KARLA MARTINEZ/Coachella Uninc
It was not too long ago that I had no idea what the word “autism” meant. Unfortunately, now I know the definition all too well.
A few years ago, my mother worked with kids with disorders such as anger management, Down syndrome, attention deficit hyperactivity disorder (ADHD), and autism spectrum disorder (ASD). She was very observant of their behavior because she wanted to better understand them.
Then about two years ago, my mother noticed that my three-year old cousin, Antonio, was different from the rest of the kids in the family. Antonio couldn’t speak, not even his own name, or respond to anything we said to him. He was uncomfortable in crowded places and was bothered by loud noises. He had many of the same traits as the ASD children she had tutored.
According to Clearing the Fog About Autism, autism is a range of complex neurodevelpment disorders. The symptoms include failing to respond to their names, avoiding eye contact, repetitive movemnts, and becoming indifferent to social engagement.
The challenges of having an autistic child aren’t easy; my aunt has a hard time giving Antonio the attention he requires because she also cares for her two other kids. It is difficult for her to take Antonio anywhere new because he panics and throws tantrums.
Kids with autism will often hurt themselves. This is the case for Antonio; he bites his own hand when he gets nervous or anxious. My aunt has to check on him constantly to make sure he isn’t harming himself or others.
Finding help for Antonio has been the toughest hurdle, especially because my aunt and uncle are undocumented. They don’t meet the requirements to apply for special classes or help from the state. And my aunt is unable to work because she needs to be by Antonio’s side at all times for the sake of his safety.

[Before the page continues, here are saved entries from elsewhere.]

//! Group participants.

use serde::{Deserialize, Serialize};

use crate::{Address, ParticipantId, Result, TempoPilotError, resolve_address};

/// A member of the expense-sharing group.
///
/// Never mutated after creation; removing a participant drops it from the
/// group collection.
#[derive(Debug, Clone, PartialEq, Eq, Serialize, Deserialize)]
pub struct Participant {
    /// Session-stable identifier.
    pub id: ParticipantId,
    /// Display name.
    pub name: String,
    /// Wallet address or human handle.
    pub identifier: String,
}

impl Participant {
    /// Create a participant. Name and identifier are trimmed and required.
    ///
    /// # Errors
    /// Returns [`TempoPilotError::MissingField`] if either value is blank.
    pub fn new(name: &str, identifier: &str) -> Result<Self> {
        let name = name.trim();
        let identifier = identifier.trim();
        if name.is_empty() {
            return Err(TempoPilotError::MissingField("name"));
        }
        if identifier.is_empty() {
            return Err(TempoPilotError::MissingField("identifier"));
        }
        Ok(Self {
            id: ParticipantId::new(),
            name: name.to_string(),
            identifier: identifier.to_string(),
        })
    }

    /// The participant's address: the identifier itself if address-like,
    /// otherwise its pseudo-address.
    #[must_use]
    pub fn address(&self) -> Address {
        resolve_address(&self.identifier)
    }
}

/// Test helpers.
#[cfg(any(test, feature = "test-helpers"))]
impl Participant {
    /// Participant whose identifier is a handle derived from the name.
    pub fn dummy(name: &str) -> Self {
        Self {
            id: ParticipantId::new(),
            name: name.to_string(),
            identifier: format!("{}@example.com", name.to_lowercase()),
        }
    }

    /// Participant with an explicit address identifier.
    pub fn dummy_with_address(name: &str, address: &str) -> Self {
        Self {
            id: ParticipantId::new(),
            name: name.to_string(),
            identifier: address.to_string(),
        }
    }
}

Antonio, who is now 5, attends kindergarten at John Kelley Elementary in Thermal everyday from 11 a.m. to 3 p.m. but my aunt noticed it hasn’t helped him much. The school promised speech lessons but neither Antonio nor his classmates have received them. My aunt was disappointed. She was hoping that her son would be able to speak more.
Antonio’s diagnosis as mildly autistic has been hard on the whole family. My aunt and uncle are frustrated because they feel there is no hope for Antonio.
I believe they’re wrong. CNN did a report on Dan Selec. He founded nonPareil Institute, which provides technical training, employment and housing those who have been diagnosed with ASD. Many of autistic students he has trained have gone on to work for his organization.
Like Selec, whose autistic son inspired his organization, I believe there is a future for my cousin and everyone else on the autism spectrum.
Autism is just like any other disorder and should be treated; and, most importantly, we must recognize that there is hope for those afflicted.